NEW DELHI: Parliament has become a cat and mouse game between the Modi government and the Opposition,with an increasingly desperate government seeking to convert its controversial Ordinances into the law even as the Opposition moves to thwart what the MP’s said was an attempt “to subvert Parliamentary democracy.”

The first few days of the budget session have driven the Modi government into a corner with the opposition placing it in the dock on the issue of land acquisition and foiling an attempt to hold a joint session of Parliament to pass the bills on coal and mines allocations, increase in the ceiling for foreign capital in the insurance sector and the Motor Vehicles Amendment Bill.

Instead Prime Minister Narendra Modi came under attack from his own allies on the provisions of the Land Acquisition Bill even as farmers marched to Delhi to join protests on the issue of land, making it very clear that any government could ignore this powerful constituency only at its own risk.
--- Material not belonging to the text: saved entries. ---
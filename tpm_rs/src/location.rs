use serde::Deserialize;
use serde_json::Value;

pub const KEY_DIMENSION: &str = "dimension";
pub const KEY_X: &str = "x";
pub const KEY_Y: &str = "y";
pub const KEY_Z: &str = "z";

/// Block-granularity position of an actor.
#[derive(Debug, Clone, Copy, serde::Serialize, serde::Deserialize, PartialEq, Eq, Hash, Default)]
pub struct BlockPos {
    pub x: i32,
    pub y: i32,
    pub z: i32,
}

impl BlockPos {
    pub fn new(x: i32, y: i32, z: i32) -> Self {
        Self { x, y, z }
    }
}

/// Entity-granularity coordinates, as handed to the host's move primitive.
#[derive(Debug, Clone, Copy, PartialOrd, PartialEq)]
pub struct Coordinates {
    pub x: f64,
    pub y: f64,
    pub z: f64,
}

/// A saved waypoint: the region it lives in plus its block position.
///
/// The serialized field names are part of the on-disk format, the region is stored as `dimension`.
#[derive(Debug, Clone, serde::Deserialize, PartialEq, Eq)]
pub struct LocationRecord {
    #[serde(rename = "dimension")]
    region: String,
    x: i32,
    y: i32,
    z: i32,
}

#[derive(Debug, thiserror::Error)]
#[error("Malformed location record: {0}")]
pub struct MalformedRecord(#[from] serde_json::Error);

impl LocationRecord {
    pub fn new(region: impl Into<String>, pos: BlockPos) -> Self {
        Self {
            region: region.into(),
            x: pos.x,
            y: pos.y,
            z: pos.z,
        }
    }

    pub fn region(&self) -> &str {
        &self.region
    }

    pub fn pos(&self) -> BlockPos {
        BlockPos::new(self.x, self.y, self.z)
    }

    pub fn x(&self) -> i32 {
        self.x
    }

    pub fn y(&self) -> i32 {
        self.y
    }

    pub fn z(&self) -> i32 {
        self.z
    }

    pub fn to_persisted(&self) -> Value {
        serde_json::json!({
            KEY_DIMENSION: self.region,
            KEY_X: self.x,
            KEY_Y: self.y,
            KEY_Z: self.z,
        })
    }

    /// Parse a record previously produced by [LocationRecord::to_persisted].
    ///
    /// # Errors
    ///
    /// If any of the four keys is missing or doesn't hold the expected primitive (string or 32-bit integer).
    pub fn from_persisted(value: &Value) -> Result<Self, MalformedRecord> {
        Ok(LocationRecord::deserialize(value)?)
    }
}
Finance Minister Arun Jaitley defended the government position in the Rajya Sabha, for the most part reiterating the known position that has not cut ice with either the opposition parties, or the NDA allies, or the farmers organisations that want the Bill to be revoked. Jaitley tried to convince the House that the amendments were more pro-farmer than the original Bill, a stance rejected by the opposition altogether. The government has assured the other political parties that it will hold consultations before proceeding with the Bill. However, opposition MPs remained sceptical about this, more so after Jaitley told the Rajya Sabha not to become an obstacle to development.

The murmured threat by BJP ‘sources’ to the media to get the controversial Bills through by convening a joint session of Parliament seems to have been effectively foiled for the moment. The government cannot, given the opposition from its allies and the entire, united opposition, persuade the President to convene a joint session to get what is a controversial piece of legislation passed. The Land Acquisition Bill, in the face of the opposition both within and without Parliament, is thus stymied for the moment.

In the midst of this the government moved to pull out the above three Bills from the Rajya Sabha and introduce them instead in the Lok Sabha. It must be remembered here that the government has a majority in the Lok Sabha where it can easily get these Bills passed, but not in the Rajya Sabha where the Opposition support is necessary for any Bill to be cleared.

The reason for trying to do this was to then build a case for a joint session of Parliament to get all these corporate friendly legislations through.

Under the Constitution of India a joint session of Parliament can be convened only in special circumstances:

If after a Bill has been passed by one House and transmitted to the other House

(a) the Bill is rejected by the other House; or

(b) the Houses have finally disagreed as to the amendments to be made in the Bill;

or

(c) more than six months elapse from the date of the reception of the Bill by the other House without the Bill being passed by it the President may, unless the Bill has lapsed by reason of a dissolution of the House of the People, notify to the Houses by message if they are sitting or by public notification if they are not sitting, his intention to summon them to meet in a joint sitting for the purpose of deliberating and voting on the Bill:

Provided that nothing in this clause shall apply to a Money Bill”.

The government in trying to pull out the three Bills from the Rajya Sabha was trying to ensure that after these were cleared by the Lok Sabha, it could use the first point to justify a joint session of Parliament. In that after being cleared by the one House, and rejected by the other, the joint session can be convened to break the impasse and get the legislation passed.

However, there is no such rule if the first House itself---and in this case it is teh Rajya Sabha---does not clear the Bills. And a joint session, thus, cannot be convened as per the provisions of the Indian Constitution.

The Opposition thus stopped the government from withdrawing the bills from the Rajya Sabha, said that the Bills having been introduced in the Upper House were now its property, and hence the government was violating the rules by trying to withdraw the Bills. And hence unless one House approves a Bill, and the other House rejects it which has not happened in the case of the Coal and Insurance Bills, the government cannot ask for a joint session to clear these.

However, this is just the beginning of the ‘battle’ as some Opposition leaders described it in Parliament. However, it is after a long time that a government is facing a united, and tough Opposition in Parliament that despite its low numbers in the Lok Sabha is managing to use the rules and the Constitution to successfully thwart some of the more anti-people measures that the Modi government is seeking to bring in, in its avowed desire to please the corporates. The fate of the Land Acquisition Bill is being watched closely by the big business in India, while the Insurance Bill is of particular interest to the American multinationals.

The government is caught between the corporates and the farmer insofar as the Land Acquisition Bill and will have to take a position, eventually, between one or the other. The Opposition will in all likelihood insist on a complete roll back, rejecting compromises that might be suggested and even accepted by some of the allies. The result is that the government then will have to do without the support of the corporates for whom this Bill is a litmus test for the Modi government, or of the farmers that as a powerful constituency has made its displeasure felt all across the country, starting with the vote for the Aam Aadmi Party in the Delhi Assembly elections.